• **PROBLEM STATEMENT**
Determine how many lines in the entries contain the word "true", and give that number with no other text.

• **EXERCISE DATA**
// src/ingest/types.rs
use anyhow::Result;
use serde::Deserialize;

use crate::types::Article;

/// Anything that can hand over articles not yet scored.
#[async_trait::async_trait]
pub trait ArticleSource: Send + Sync {
    async fn fetch_new_articles(&self) -> Result<Vec<Article>>;
    fn name(&self) -> &str;
}

/// One configured feed; `site` is the label stats are grouped by.
#[derive(Debug, Clone, PartialEq, Eq, Deserialize)]
pub struct FeedSpec {
    pub site: String,
    pub url: String,
}
//! Comma-delimited line format.
//!
//! ```text
//! Name,Type,Age,Height,PlantingDate,IsFlowering
//! Rose,Flower,2,0.5,2023-05-15,true
//! ```
//!
//! Import is best-effort: rows that fail to parse are skipped and counted,
//! never reported as errors.

use flora_plants::Plant;
use flora_plants::plant::{ParseMode, parse_record};

use crate::format::Imported;

pub const LINE_HEADER: &str = "Name,Type,Age,Height,PlantingDate,IsFlowering";

/// Header followed by one line per plant, each terminated by `\n`.
pub fn export_lines<'a>(plants: impl IntoIterator<Item = &'a Plant>) -> String {
    let mut out = String::from(LINE_HEADER);
    out.push('\n');
    for plant in plants {
        out.push_str(&plant.to_line());
        out.push('\n');
    }
    out
}

/// Parse every line after the first.
///
/// Blank lines are ignored. Any other line that does not parse leniently is
/// skipped and counted in [`Imported::skipped`].
pub fn import_lines(text: &str) -> Imported {
    let mut imported = Imported::default();
    for (index, line) in text.lines().enumerate().skip(1) {
        if line.trim().is_empty() {
            continue;
        }
        match parse_record(line, ParseMode::Lenient) {
            Ok(plant) => imported.plants.push(plant),
            Err(err) => {
                tracing::debug!(line = index + 1, error = %err, "skipping malformed row");
                imported.skipped += 1;
            }
        }
    }
    tracing::info!(
        loaded = imported.plants.len(),
        skipped = imported.skipped,
        "line import finished"
    );
    imported
}

#[cfg(test)]
mod tests {
    use super::*;
    use chrono::NaiveDate;
    use flora_plants::PlantType;

    fn sample() -> Vec<Plant> {
        let d = |y, m, day| NaiveDate::from_ymd_opt(y, m, day).unwrap();
        vec![
            Plant::new("Rose", PlantType::Flower, 2, 0.5, d(2023, 5, 15)).unwrap(),
            Plant::new("Oak", PlantType::Tree, 150, 30.25, d(1950, 4, 1))
                .unwrap()
                .with_flowering(false),
        ]
    }

    #[test]
    fn export_writes_header_then_rows() {
        let text = export_lines(&sample());
        assert_eq!(
            text,
            "Name,Type,Age,Height,PlantingDate,IsFlowering\n\
             Rose,Flower,2,0.5,2023-05-15,true\n\
             Oak,Tree,150,30.25,1950-04-01,false\n"
        );
    }

    #[test]
    fn export_of_empty_collection_is_header_only() {
        assert_eq!(export_lines(&Vec::<Plant>::new()), format!("{LINE_HEADER}\n"));
    }

    #[test]
    fn import_round_trips_export() {
        let plants = sample();
        let imported = import_lines(&export_lines(&plants));
        assert_eq!(imported.plants, plants);
        assert_eq!(imported.skipped, 0);
    }

    #[test]
    fn header_is_always_skipped() {
        let imported = import_lines("Rose,Flower,2,0.5,2023-05-15,true\nFern,Fern,1,0.2,2022-01-01,false");
        assert_eq!(imported.plants.len(), 1);
        assert_eq!(imported.plants[0].name(), "Fern");
    }

    #[test]
    fn blank_lines_are_not_counted() {
        let text = format!("{LINE_HEADER}\n\nRose,Flower,2,0.5,2023-05-15,true\n   \n");
        let imported = import_lines(&text);
        assert_eq!(imported.plants.len(), 1);
        assert_eq!(imported.skipped, 0);
    }

    #[test]
    fn empty_text_imports_nothing() {
        assert_eq!(import_lines(""), Imported::default());
    }
}
//! `flora-core` — domain foundation building blocks for the plant catalog.
//!
//! This crate contains **pure domain** primitives (no IO, no logging setup).

pub mod error;
pub mod id;

pub use error::{CatalogError, FormatError, TokenError, ValidationError, ValidationResult};
pub use id::PlantId;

• **RESPONSE**
4